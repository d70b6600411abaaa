// Error types for the confidential swap protocol
use thiserror::Error;

use super::primitives::{Address, OfferId};

pub type Result<T> = std::result::Result<T, SwapError>;

/// Caller-facing failures.
///
/// Precondition and authorization errors are precise. Every proof failure,
/// including a public input that disagrees with stored state, collapses into
/// `InvalidProof` so nothing about the witness leaks.
#[derive(Error, Debug)]
pub enum SwapError {
    #[error("Account not registered: {0}")]
    NotRegistered(Address),

    #[error("Rate must be positive and at most 120 bits")]
    InvalidRate,

    #[error("Invalid amount bounds: min {min} max {max}")]
    InvalidAmountBounds { min: u128, max: u128 },

    #[error("Offer not found: {0}")]
    OfferNotFound(OfferId),

    #[error("Offer already accepted: {0}")]
    OfferAlreadyAccepted(OfferId),

    #[error("Offer not accepted: {0}")]
    OfferNotAccepted(OfferId),

    #[error("Offer expired: {0}")]
    OfferExpired(OfferId),

    #[error("Caller is not a participant of offer {0}")]
    NotOfferParticipant(OfferId),

    #[error("Unauthorized caller: {0}")]
    Unauthorized(Address),

    #[error("Finalization requires a proof")]
    EmptyProof,

    #[error("Allowance mode mismatch")]
    AllowanceModeMismatch,

    #[error("Allowance not found")]
    AllowanceNotFound,

    #[error("Spender {0} is a registered account, use a confidential approval")]
    SpenderIsRegistered(Address),

    #[error("Insufficient public allowance: requested {requested}, available {available}")]
    InsufficientPublicAllowance { requested: u128, available: u128 },

    #[error("Unknown asset: {0}")]
    UnknownAsset(Address),

    #[error("Invalid transfer instructions: {0}")]
    InvalidTransferInstructions(String),

    #[error("Invalid proof")]
    InvalidProof,

    /// Raised off-ledger when a witness cannot satisfy its circuit
    #[error("Invalid input: {0}")]
    InvalidInput(String),

    #[error("Storage error: {0}")]
    Storage(String),

    #[error("Serialization error: {0}")]
    Serialization(String),

    #[error("Cryptography error: {0}")]
    Crypto(String),

    #[error("Configuration error: {0}")]
    Config(String),
}

impl From<crate::crypto::CryptoError> for SwapError {
    fn from(err: crate::crypto::CryptoError) -> Self {
        SwapError::Crypto(err.to_string())
    }
}

impl From<crate::zkp::ZkpError> for SwapError {
    fn from(err: crate::zkp::ZkpError) -> Self {
        match err {
            crate::zkp::ZkpError::Serialization(msg) => SwapError::Serialization(msg),
            crate::zkp::ZkpError::Io(msg) => SwapError::Storage(msg),
            crate::zkp::ZkpError::ConstraintsUnsatisfied(kind) => {
                SwapError::InvalidInput(format!("witness does not satisfy {}", kind))
            }
            _ => SwapError::InvalidProof,
        }
    }
}

impl From<bincode::Error> for SwapError {
    fn from(err: bincode::Error) -> Self {
        SwapError::Serialization(err.to_string())
    }
}

impl From<serde_json::Error> for SwapError {
    fn from(err: serde_json::Error) -> Self {
        SwapError::Serialization(err.to_string())
    }
}

impl From<sled::Error> for SwapError {
    fn from(err: sled::Error) -> Self {
        SwapError::Storage(err.to_string())
    }
}

impl From<std::io::Error> for SwapError {
    fn from(err: std::io::Error) -> Self {
        SwapError::Storage(err.to_string())
    }
}

impl SwapError {
    /// True for failures a caller can fix by changing parameters
    pub fn is_precondition(&self) -> bool {
        matches!(
            self,
            SwapError::NotRegistered(_)
                | SwapError::InvalidRate
                | SwapError::InvalidAmountBounds { .. }
                | SwapError::OfferNotFound(_)
                | SwapError::OfferAlreadyAccepted(_)
                | SwapError::OfferNotAccepted(_)
                | SwapError::AllowanceModeMismatch
                | SwapError::AllowanceNotFound
                | SwapError::SpenderIsRegistered(_)
                | SwapError::InsufficientPublicAllowance { .. }
                | SwapError::UnknownAsset(_)
                | SwapError::InvalidTransferInstructions(_)
                | SwapError::InvalidInput(_)
        )
    }
}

» **PROBLEM**: Could you copy each line of the material that holds "AllowanceNotFound"?

» **TASK OUTPUT**:
    AllowanceNotFound,
                | SwapError::AllowanceNotFound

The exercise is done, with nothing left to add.